Pattern Board



We started with this format:

The first day the kids came to camp they painted a small wooden framed chalkboard and a small wooden box with their names and in whatever colors they declared as their own farm colors. I found these both very reasonably priced at A.C. Moore and have also seen them at Michaels.

I premade a large board with six columns all in a different color.







In each column I posted five patterns. The easiest patterns were in the green column. They were mostly walking patterns with some steering elements and stops. The pink column patterns were a little harder with some jog or trot parts, but still very doable for beginners. Each column had more advanced patterns right up to the blue column patterns which were challenging. These patterns can be short or long jump courses, horsemanship patterns, trail obstacles, little dressage tests, etc. A good source for some of these, if you are pressed for time, is Part of the practice was committing these to memory every day. That skill was really sharpened by the end of a summer session.


Each morning a camper chose which pattern they would attempt at the end of their daily lesson. They would copy a pattern on their own small chalkboard and put it in a box at the gate of the arena before they went to get their horse ready. Once they chose and completed a pattern they signed their name on the board next to that pattern to help them keep track of which ones they had attempted.

During each lesson, they would ride the pattern they had chosen. If they completed it, they would earn a “bead”, the color of the pattern column they chose from. At lunch, we would have a little bead ceremony where everyone was awarded the beads they earned. They would put these beads in the little boxes they made on day one. We had brown beads that were “attempt” beads and we cheered just as loudly for those. On their last day of camp, we gave the riders leather cord necklaces with a horseshoe charm on it and they arranged their beads on each side of the charm.


It was interesting to watch some kids choose patterns that were way beyond their ability and other choose patterns that were way under their ability. By the end of a camp session, they all had adjusted their choices perfectly.

The problem I saw with this system was the coveted blue and red beads were beyond reach for beginner riders who were working just as hard, so I changed the award system. Using the model of the Reining Scoring system, I made a score sheet with space to copy the pattern. We’ve included this example of our score sheet. Now the riders copy their pattern onto their score sheet and place it on their instructor’s clipboard. They are scored on each of the parts of their pattern. They learn abbreviations for each part of the pattern and beyond drawing it, they break the pattern down into separately scored maneuvers and label each score box with the abbreviation for that maneuver. See attached score sheets.

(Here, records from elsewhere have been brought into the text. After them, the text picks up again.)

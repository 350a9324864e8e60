//! Subcommand entry points.

mod batch;
mod fetch;
mod validate;

use crate::cli::{Cli, Command};
use crate::config::Config;
use crate::error::{ErrorKind, Result};
use arxcat_registry::{Catalog, Report, load_entries, save_entries};
use exn::ResultExt;
use std::path::Path;
use std::process::ExitCode;
use std::sync::Arc;

pub async fn run(cli: Cli) -> Result<ExitCode> {
    let config = Config::load(cli.config.as_deref())?;
    match cli.command {
        Command::Validate { archives, run } => {
            let report = run.report.clone();
            validate::run(config.with_overrides(&run), archives, report.as_deref()).await
        },
        Command::Batch { archives, limit, run } => {
            let report = run.report.clone();
            batch::run(config.with_overrides(&run), archives, limit, report.as_deref()).await
        },
        Command::Fetch { name, output } => fetch::run(&config, &name, output).await.map(|()| ExitCode::SUCCESS),
    }
}

/// A cancellation token tripped by the first interrupt signal. In-flight
/// members finish and the completed work is still reported.
fn cancel_on_ctrl_c() -> arxcat_pipeline::CancelToken {
    let cancel = arxcat_pipeline::CancelToken::new();
    let signal = cancel.clone();
    tokio::spawn(async move {
        if tokio::signal::ctrl_c().await.is_ok() {
            tracing::warn!("interrupt received, finishing in-flight work");
            signal.cancel();
        }
    });
    cancel
}

/// Open the catalog, seeded from the configured registry file when present.
fn load_catalog(config: &Config) -> Result<Arc<Catalog>> {
    let catalog = match &config.registry {
        Some(path) => {
            let entries = load_entries(path).map_err(|err| err.raise(ErrorKind::Registry(path.clone())))?;
            tracing::info!(path = %path.display(), entries = entries.len(), "registry loaded");
            Catalog::from_entries(entries)
        },
        None => Catalog::new(),
    };
    Ok(Arc::new(catalog))
}

/// Persist the catalog, write the report if asked to, print the summary,
/// and turn the report into the process exit code.
fn conclude(config: &Config, catalog: &Catalog, report: Report, report_path: Option<&Path>) -> Result<ExitCode> {
    let entries = catalog.entries().map_err(|err| err.raise(ErrorKind::Pipeline))?;
    if let Some(path) = &config.registry {
        save_entries(path, &entries).map_err(|err| err.raise(ErrorKind::Registry(path.clone())))?;
        tracing::info!(path = %path.display(), entries = entries.len(), "registry saved");
    }
    if let Some(path) = report_path {
        let json = serde_json::to_string_pretty(&report).or_raise(|| ErrorKind::Io(path.to_path_buf()))?;
        std::fs::write(path, json).or_raise(|| ErrorKind::Io(path.to_path_buf()))?;
    }
    print_summary(&report);
    Ok(if report.has_failures() { ExitCode::FAILURE } else { ExitCode::SUCCESS })
}

fn print_summary(report: &Report) {
    println!("valid: {}  invalid: {}  warning: {}", report.valid, report.invalid, report.warning);
    for conflict in &report.conflicts {
        println!(
            "conflict: {} from {} contradicts stored {} entry",
            conflict.identity,
            conflict.incoming_source.archive,
            conflict.existing.outcome.status
        );
    }
    for path in &report.unhandled {
        println!("unhandled: {}", path.display());
    }
    for failure in &report.archive_failures {
        println!("archive failure: {failure}");
    }
}
//! Manifest-driven retrieval and validation from the source bucket.

use crate::command::{cancel_on_ctrl_c, conclude, load_catalog};
use crate::config::Config;
use crate::error::{ErrorKind, Result};
use arxcat_fetch::SourceBucket;
use arxcat_naming::Manifest;
use arxcat_pipeline::error::ErrorKind as PipelineErrorKind;
use arxcat_pipeline::{ArchiveSource, BatchEvent, Pipeline, run_batch};
use arxcat_registry::Report;
use async_trait::async_trait;
use futures::{StreamExt, pin_mut};
use std::path::Path;
use std::process::ExitCode;
use std::sync::Arc;

pub async fn run(
    config: Config,
    names: Vec<String>,
    limit: Option<usize>,
    report_path: Option<&Path>,
) -> Result<ExitCode> {
    let (key_id, key_secret) = config.credentials()?;
    let bucket = SourceBucket::with_bucket(&config.bucket, &config.region, key_id, key_secret);
    let keys = select_keys(&bucket, names, limit).await?;
    tracing::info!(archives = keys.len(), "batch selected");

    let catalog = load_catalog(&config)?;
    let pipeline = Pipeline::new(Arc::clone(&catalog), config.pipeline_options());
    let source = BucketSource { bucket };
    let cancel = cancel_on_ctrl_c();

    let mut final_report = None;
    // Failures witnessed so far, so a cancelled run can still report them.
    let mut seen_failures = Vec::new();
    let mut cancelled = false;
    {
        let events = run_batch(&pipeline, &source, keys, &cancel);
        pin_mut!(events);
        while let Some(event) = events.next().await {
            let event = match event {
                Ok(event) => event,
                Err(error) if matches!(&*error, PipelineErrorKind::Cancelled) => {
                    eprintln!("cancelled, reporting completed work");
                    cancelled = true;
                    break;
                },
                Err(error) => return Err(error.raise(ErrorKind::Pipeline)),
            };
            match event {
                BatchEvent::Started { archives } => println!("processing {archives} archives"),
                BatchEvent::ArchiveStarted { archive } => println!("processing {archive}"),
                BatchEvent::ArchiveFinished(summary) => {
                    println!(
                        "{}: {} members, {} new, {} updated, {} conflicts",
                        summary.archive, summary.members, summary.inserted, summary.updated, summary.conflicts
                    );
                    seen_failures.extend(summary.member_failures);
                },
                BatchEvent::ArchiveFailed { archive, error } => {
                    eprintln!("warning: {archive}: {error}");
                    seen_failures.push(format!("{archive}: {error}"));
                },
                BatchEvent::Complete(report) => final_report = Some(*report),
            }
        }
    }
    let report = match (final_report, cancelled) {
        (Some(report), _) => report,
        (None, true) => {
            let entries = catalog.entries().map_err(|err| err.raise(ErrorKind::Pipeline))?;
            let conflicts = catalog.conflicts().map_err(|err| err.raise(ErrorKind::Pipeline))?;
            let mut report = Report::aggregate(&entries, conflicts);
            report.archive_failures = seen_failures;
            report
        },
        // The stream always ends with a report unless it ended in an error above.
        (None, false) => exn::bail!(ErrorKind::Pipeline),
    };
    conclude(&config, &catalog, report, report_path)
}

/// Explicit names are trusted as-is under the bucket's `src/` prefix; an
/// empty selection means every archive the manifest lists, in order.
async fn select_keys(bucket: &SourceBucket, names: Vec<String>, limit: Option<usize>) -> Result<Vec<String>> {
    let mut keys = if names.is_empty() {
        let bytes = bucket.fetch_manifest().await.map_err(|err| err.raise(ErrorKind::Manifest))?;
        let manifest = Manifest::parse(&bytes).map_err(|err| err.raise(ErrorKind::Manifest))?;
        manifest.entries().map(|entry| entry.filename.clone()).collect()
    } else {
        names.into_iter().map(|name| format!("src/{name}")).collect::<Vec<_>>()
    };
    if let Some(limit) = limit {
        keys.truncate(limit);
    }
    Ok(keys)
}

struct BucketSource {
    bucket: SourceBucket,
}

#[async_trait]
impl ArchiveSource for BucketSource {
    async fn fetch(&self, key: &str) -> arxcat_pipeline::error::Result<Vec<u8>> {
        self.bucket.fetch_archive(key).await.map_err(|err| {
            let message = err.to_string();
            err.raise(PipelineErrorKind::Retrieval(message))
        })
    }
}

The beads are now awarded according to a rider’s score on their pattern as follows:

They start with a score of 70.

Each maneuver or piece of the pattern is scored:

0 – done correctly.

+1/2 – done really well

+1 – Excellent

+1 ½ – Extraordinary (doesn’t happen often!!)

-1/2 – poor

-1 – Very poor

-1 ½ – complete disaster.


The scores are than added and subtracted from 70 and the beads are awarded accordingly.

69.5 – 70.5 – Blue Bead

68 – 69 – Red Bead

66.5 – 67.5 – Yellow Bead

65 – 66 – White Bead

64.5 And below – Green Bead

71 -71.5 – SILVER Bead

72 and above- GOLD Bead



This system is perfect for showing kids where they need work and where they have strengths. Feel free to use any score system you are familiar with. We talk about our own set of rules for mandatory penalties. For example, if they touch the saddle horn it is a 1 point penalty, break of gait is 2 point penalty, losing a stirrup is a ½ point penalty, etc.  These penalty points have their own box on the score sheet. The score sheets are added to their camp notebooks every day after the Bead Ceremony.